Task directions: Scanning the entries below, copy every line that contains the word "crate".

Collection entries
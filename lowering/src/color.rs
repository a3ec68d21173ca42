//! Graph coloring register allocation by simplify and select.
//!
//! Nodes of degree below the number of colors are removed from the graph
//! and pushed onto a stack until only precolored nodes remain. If every
//! remaining node has significant degree, the one with the lowest spill
//! cost per degree is pushed optimistically. Popping the stack, each node
//! gets the first color not used by an already colored neighbor. Without
//! such a color the node would have to be spilled, which is not supported.

use crate::{assem::TempMap, live_variable_analysis::InterferenceGraph, LoweringError};
use ir::Temp;
use petgraph::graph::NodeIndex;
use std::{
    collections::{BTreeMap, BTreeSet},
    fmt::Display,
};

/// The physical register of every temp.
#[derive(Debug, Clone)]
pub struct Allocation<R> {
    colors: BTreeMap<Temp, R>,
}

impl<R: Copy> Allocation<R> {
    pub fn get(&self, temp: Temp) -> Option<R> {
        self.colors.get(&temp).cloned()
    }

    pub fn iter(&self) -> impl Iterator<Item = (Temp, R)> + '_ {
        self.colors.iter().map(|(&temp, &reg)| (temp, reg))
    }
}

impl<R: Display> TempMap for Allocation<R> {
    fn lookup(&self, temp: Temp) -> Option<String> {
        self.colors.get(&temp).map(ToString::to_string)
    }
}

pub fn color<R: Copy + PartialEq>(
    ig: &InterferenceGraph,
    precolored: &BTreeMap<Temp, R>,
    registers: &[R],
) -> Result<Allocation<R>, LoweringError> {
    let k = registers.len();
    let mut colors: BTreeMap<NodeIndex, R> = BTreeMap::new();
    let mut remaining = BTreeSet::new();
    for node in ig.nodes() {
        match precolored.get(&ig.temp(node)) {
            Some(&reg) => {
                colors.insert(node, reg);
            }
            None => {
                remaining.insert(node);
            }
        }
    }

    let mut adj: Vec<BTreeSet<NodeIndex>> = ig.nodes().map(|node| ig.adjacent(node)).collect();
    let mut stack = Vec::with_capacity(remaining.len());

    loop {
        let low_degree = remaining
            .iter()
            .find(|node| adj[node.index()].len() < k)
            .cloned();

        let node = match low_degree {
            Some(node) => node,
            None => match potential_spill(ig, &adj, &remaining) {
                Some(node) => {
                    log::debug!(
                        "{} has significant degree {}, pushed optimistically",
                        ig.temp(node),
                        adj[node.index()].len()
                    );
                    node
                }
                None => break,
            },
        };

        // the node keeps its own edge list for select
        remaining.remove(&node);
        for neighbor in adj[node.index()].clone() {
            adj[neighbor.index()].remove(&node);
        }
        stack.push(node);
    }

    while let Some(node) = stack.pop() {
        for neighbor in adj[node.index()].clone() {
            adj[neighbor.index()].insert(node);
        }

        let used: Vec<R> = adj[node.index()]
            .iter()
            .filter_map(|neighbor| colors.get(neighbor))
            .cloned()
            .collect();

        match registers.iter().find(|reg| !used.contains(*reg)) {
            Some(&reg) => {
                colors.insert(node, reg);
            }
            None => {
                return Err(LoweringError::SpillRequired {
                    temp: ig.temp(node),
                });
            }
        }
    }

    let mut allocation: BTreeMap<Temp, R> = precolored.clone();
    allocation.extend(colors.into_iter().map(|(node, reg)| (ig.temp(node), reg)));
    Ok(Allocation { colors: allocation })
}

/// The node with the smallest spill cost relative to its degree.
fn potential_spill(
    ig: &InterferenceGraph,
    adj: &[BTreeSet<NodeIndex>],
    remaining: &BTreeSet<NodeIndex>,
) -> Option<NodeIndex> {
    // cost(a) / deg(a) < cost(b) / deg(b)
    remaining.iter().cloned().min_by(|&a, &b| {
        let lhs = ig.spill_cost(a) * adj[b.index()].len();
        let rhs = ig.spill_cost(b) * adj[a.index()].len();
        lhs.cmp(&rhs)
    })
}

#[cfg(test)]
mod tests {
    use super::*;
    use crate::{assem::Instruction, flow_graph::flow_graph, live_variable_analysis::*};
    use ir::IrContext;

    fn graph(instrs: &[Instruction]) -> InterferenceGraph {
        let flow = flow_graph(instrs).unwrap();
        let live = liveness(&flow);
        interference_graph(&flow, &live)
    }

    fn assert_valid(ig: &InterferenceGraph, allocation: &Allocation<&'static str>) {
        for node in ig.nodes() {
            let temp = ig.temp(node);
            let reg = allocation.get(temp).expect("uncolored temp");
            for neighbor in ig.neighbors(temp) {
                assert_ne!(Some(reg), allocation.get(neighbor), "{} and {}", temp, neighbor);
            }
        }
    }

    /// All `n` temps are live at the same time.
    fn clique(ctx: &mut IrContext, n: usize) -> (Vec<Temp>, Vec<Instruction>) {
        let temps: Vec<Temp> = (0..n).map(|_| ctx.new_temp()).collect();
        let mut instrs: Vec<_> = temps
            .iter()
            .map(|&t| Instruction::oper("addi %d0, $zero, 1", vec![t], vec![]))
            .collect();
        instrs.push(Instruction::oper("", vec![], temps.clone()));
        (temps, instrs)
    }

    #[test]
    fn clique_gets_distinct_colors() {
        let mut ctx = IrContext::new();
        let (temps, instrs) = clique(&mut ctx, 3);
        let ig = graph(&instrs);
        let allocation = color(&ig, &BTreeMap::new(), &["r0", "r1", "r2"]).unwrap();
        assert_valid(&ig, &allocation);

        let mut used: Vec<_> = temps.iter().map(|&t| allocation.get(t).unwrap()).collect();
        used.sort();
        assert_eq!(used, vec!["r0", "r1", "r2"]);
    }

    #[test]
    fn clique_larger_than_registers_requires_spill() {
        let mut ctx = IrContext::new();
        let (temps, instrs) = clique(&mut ctx, 3);
        let ig = graph(&instrs);
        match color(&ig, &BTreeMap::new(), &["r0", "r1"]) {
            Err(LoweringError::SpillRequired { temp }) => assert!(temps.contains(&temp)),
            Err(other) => panic!("unexpected error {}", other),
            Ok(_) => panic!("three live temps colored with two registers"),
        }
    }

    #[test]
    fn precolored_neighbors_are_avoided() {
        let mut ctx = IrContext::new();
        let (temps, instrs) = clique(&mut ctx, 2);
        let ig = graph(&instrs);
        let precolored: BTreeMap<_, _> = vec![(temps[0], "r0")].into_iter().collect();
        let allocation = color(&ig, &precolored, &["r0", "r1"]).unwrap();
        assert_eq!(allocation.get(temps[0]), Some("r0"));
        assert_eq!(allocation.get(temps[1]), Some("r1"));
        assert_eq!(allocation.lookup(temps[1]), Some("r1".to_owned()));
    }

    #[test]
    fn unrelated_temps_share_a_register() {
        let mut ctx = IrContext::new();
        let a = ctx.new_temp();
        let b = ctx.new_temp();
        let instrs = vec![
            Instruction::oper("addi %d0, $zero, 1", vec![a], vec![]),
            Instruction::oper("", vec![], vec![a]),
            Instruction::oper("addi %d0, $zero, 2", vec![b], vec![]),
            Instruction::oper("", vec![], vec![b]),
        ];
        let ig = graph(&instrs);
        let allocation = color(&ig, &BTreeMap::new(), &["r0"]).unwrap();
        assert_eq!(allocation.get(a), Some("r0"));
        assert_eq!(allocation.get(b), Some("r0"));
    }

    #[test]
    fn optimistic_push_can_still_color() {
        // every node of a 4-cycle has degree 2, but two colors suffice
        let mut ctx = IrContext::new();
        let t: Vec<Temp> = (0..4).map(|_| ctx.new_temp()).collect();
        let mut ig = InterferenceGraph::new();
        for i in 0..4 {
            ig.add_interference(t[i], t[(i + 1) % 4]);
        }
        let allocation = color(&ig, &BTreeMap::new(), &["r0", "r1"]).unwrap();
        assert_valid(&ig, &allocation);
        assert_eq!(allocation.get(t[0]), allocation.get(t[2]));
    }

    #[test]
    fn cheap_nodes_are_pushed_first() {
        let mut ctx = IrContext::new();
        let (temps, instrs) = clique(&mut ctx, 3);
        let mut instrs = instrs;
        // make temps[0] and temps[1] more expensive to spill
        instrs.push(Instruction::oper("", vec![], vec![temps[0], temps[1]]));
        let ig = graph(&instrs);
        let adj: Vec<_> = ig.nodes().map(|node| ig.adjacent(node)).collect();
        let remaining = ig.nodes().collect();
        let spill = potential_spill(&ig, &adj, &remaining).unwrap();
        assert_eq!(ig.temp(spill), temps[2]);
    }
}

Response to this task:
use crate::{assem::TempMap, live_variable_analysis::InterferenceGraph, LoweringError};
    use crate::{assem::Instruction, flow_graph::flow_graph, live_variable_analysis::*};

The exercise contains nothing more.